*** MATERIAL PROVIDED Section Begins ***
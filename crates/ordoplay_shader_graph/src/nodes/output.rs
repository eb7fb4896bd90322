// SPDX-License-Identifier: MIT OR Apache-2.0
//! Sub-graph output node.
//!
//! The output node has a variable number of `Vector4` input ports labelled
//! `Output N`. A port's identity is its 1-based position, so ports live in
//! the positional identity space and never collide with property slots.

use crate::codegen::{slot_value, GenerationContext};
use crate::node::Node;
use crate::slot::{Slot, SlotDirection, SlotId, SlotRegistry, SlotValueType};
use crate::writer::ShaderWriter;
use serde::{Deserialize, Serialize};

/// Marker for the node that declares a sub-graph's outputs
#[derive(Debug, Clone, Copy, Default, PartialEq, Eq, Serialize, Deserialize)]
pub struct SubGraphOutputNode;

impl SubGraphOutputNode {
    /// Append a port at position count + 1 and return that position
    pub fn add_port(slots: &mut SlotRegistry) -> u32 {
        let index = Self::port_count(slots) + 1;
        slots.add_slot(Slot::new(
            SlotId::positional(index),
            format!("Output {index}"),
            format!("Output{index}"),
            SlotDirection::Input,
            SlotValueType::Vector4,
        ));
        index
    }

    /// Remove the port at the highest position; no-op without ports
    pub fn remove_port(slots: &mut SlotRegistry) -> Option<Slot> {
        let index = Self::port_count(slots);
        if index == 0 {
            return None;
        }
        slots.remove_slot(SlotId::positional(index))
    }

    /// Number of ports
    pub fn port_count(slots: &SlotRegistry) -> u32 {
        u32::try_from(slots.input_slots().count()).unwrap_or(u32::MAX)
    }

    /// Ports, ascending by identity
    pub fn graph_outputs(slots: &SlotRegistry) -> impl Iterator<Item = &Slot> {
        slots.input_slots()
    }

    /// Copy each port's resolved input into the output variable of the same name
    pub fn emit_assignments(node: &Node, ctx: &GenerationContext<'_>, writer: &mut ShaderWriter) {
        for slot in Self::graph_outputs(&node.slots) {
            writer.add_line(format!(
                "{} = {};",
                slot.shader_output_name,
                slot_value(ctx, node, slot.id)
            ));
        }
    }
}

#[cfg(test)]
mod tests {
    use super::*;

    #[test]
    fn test_add_then_remove() {
        let mut slots = SlotRegistry::new();
        assert_eq!(SubGraphOutputNode::add_port(&mut slots), 1);
        assert_eq!(SubGraphOutputNode::add_port(&mut slots), 2);

        let removed = SubGraphOutputNode::remove_port(&mut slots).unwrap();
        assert_eq!(removed.display_name, "Output 2");

        let remaining: Vec<_> = SubGraphOutputNode::graph_outputs(&slots).map(|s| s.id).collect();
        assert_eq!(remaining, vec![SlotId::positional(1)]);
    }

    #[test]
    fn test_remove_without_ports() {
        let mut slots = SlotRegistry::new();
        assert!(SubGraphOutputNode::remove_port(&mut slots).is_none());
        assert!(slots.is_empty());
    }

    #[test]
    fn test_ports_are_vector4() {
        let mut slots = SlotRegistry::new();
        for _ in 0..3 {
            SubGraphOutputNode::add_port(&mut slots);
        }
        let ports: Vec<_> = SubGraphOutputNode::graph_outputs(&slots).collect();
        assert_eq!(ports.len(), 3);
        assert!(ports.iter().all(|s| s.value_type == SlotValueType::Vector4 && s.is_input()));
        assert_eq!(ports[2].shader_output_name, "Output3");
    }
}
*** MATERIAL PROVIDED Section Ends ***
YOUR INSTRUCTIONS:
Nothing in the records may change; write them out again in full.

RESPONSE TO THE EXERCISE:
filename crates/ordoplay_shader_graph/src/nodes/output.rs
repository eb7fb4896bd90322
// SPDX-License-Identifier: MIT OR Apache-2.0
//! Sub-graph output node.
//!
//! The output node has a variable number of `Vector4` input ports labelled
//! `Output N`. A port's identity is its 1-based position, so ports live in
//! the positional identity space and never collide with property slots.

use crate::codegen::{slot_value, GenerationContext};
use crate::node::Node;
use crate::slot::{Slot, SlotDirection, SlotId, SlotRegistry, SlotValueType};
use crate::writer::ShaderWriter;
use serde::{Deserialize, Serialize};

/// Marker for the node that declares a sub-graph's outputs
#[derive(Debug, Clone, Copy, Default, PartialEq, Eq, Serialize, Deserialize)]
pub struct SubGraphOutputNode;

impl SubGraphOutputNode {
    /// Append a port at position count + 1 and return that position
    pub fn add_port(slots: &mut SlotRegistry) -> u32 {
        let index = Self::port_count(slots) + 1;
        slots.add_slot(Slot::new(
            SlotId::positional(index),
            format!("Output {index}"),
            format!("Output{index}"),
            SlotDirection::Input,
            SlotValueType::Vector4,
        ));
        index
    }

    /// Remove the port at the highest position; no-op without ports
    pub fn remove_port(slots: &mut SlotRegistry) -> Option<Slot> {
        let index = Self::port_count(slots);
        if index == 0 {
            return None;
        }
        slots.remove_slot(SlotId::positional(index))
    }

    /// Number of ports
    pub fn port_count(slots: &SlotRegistry) -> u32 {
        u32::try_from(slots.input_slots().count()).unwrap_or(u32::MAX)
    }

    /// Ports, ascending by identity
    pub fn graph_outputs(slots: &SlotRegistry) -> impl Iterator<Item = &Slot> {
        slots.input_slots()
    }

    /// Copy each port's resolved input into the output variable of the same name
    pub fn emit_assignments(node: &Node, ctx: &GenerationContext<'_>, writer: &mut ShaderWriter) {
        for slot in Self::graph_outputs(&node.slots) {
            writer.add_line(format!(
                "{} = {};",
                slot.shader_output_name,
                slot_value(ctx, node, slot.id)
            ));
        }
    }
}

#[cfg(test)]
mod tests {
    use super::*;

    #[test]
    fn test_add_then_remove() {
        let mut slots = SlotRegistry::new();
        assert_eq!(SubGraphOutputNode::add_port(&mut slots), 1);
        assert_eq!(SubGraphOutputNode::add_port(&mut slots), 2);

        let removed = SubGraphOutputNode::remove_port(&mut slots).unwrap();
        assert_eq!(removed.display_name, "Output 2");

        let remaining: Vec<_> = SubGraphOutputNode::graph_outputs(&slots).map(|s| s.id).collect();
        assert_eq!(remaining, vec![SlotId::positional(1)]);
    }

    #[test]
    fn test_remove_without_ports() {
        let mut slots = SlotRegistry::new();
        assert!(SubGraphOutputNode::remove_port(&mut slots).is_none());
        assert!(slots.is_empty());
    }

    #[test]
    fn test_ports_are_vector4() {
        let mut slots = SlotRegistry::new();
        for _ in 0..3 {
            SubGraphOutputNode::add_port(&mut slots);
        }
        let ports: Vec<_> = SubGraphOutputNode::graph_outputs(&slots).collect();
        assert_eq!(ports.len(), 3);
        assert!(ports.iter().all(|s| s.value_type == SlotValueType::Vector4 && s.is_input()));
        assert_eq!(ports[2].shader_output_name, "Output3");
    }
}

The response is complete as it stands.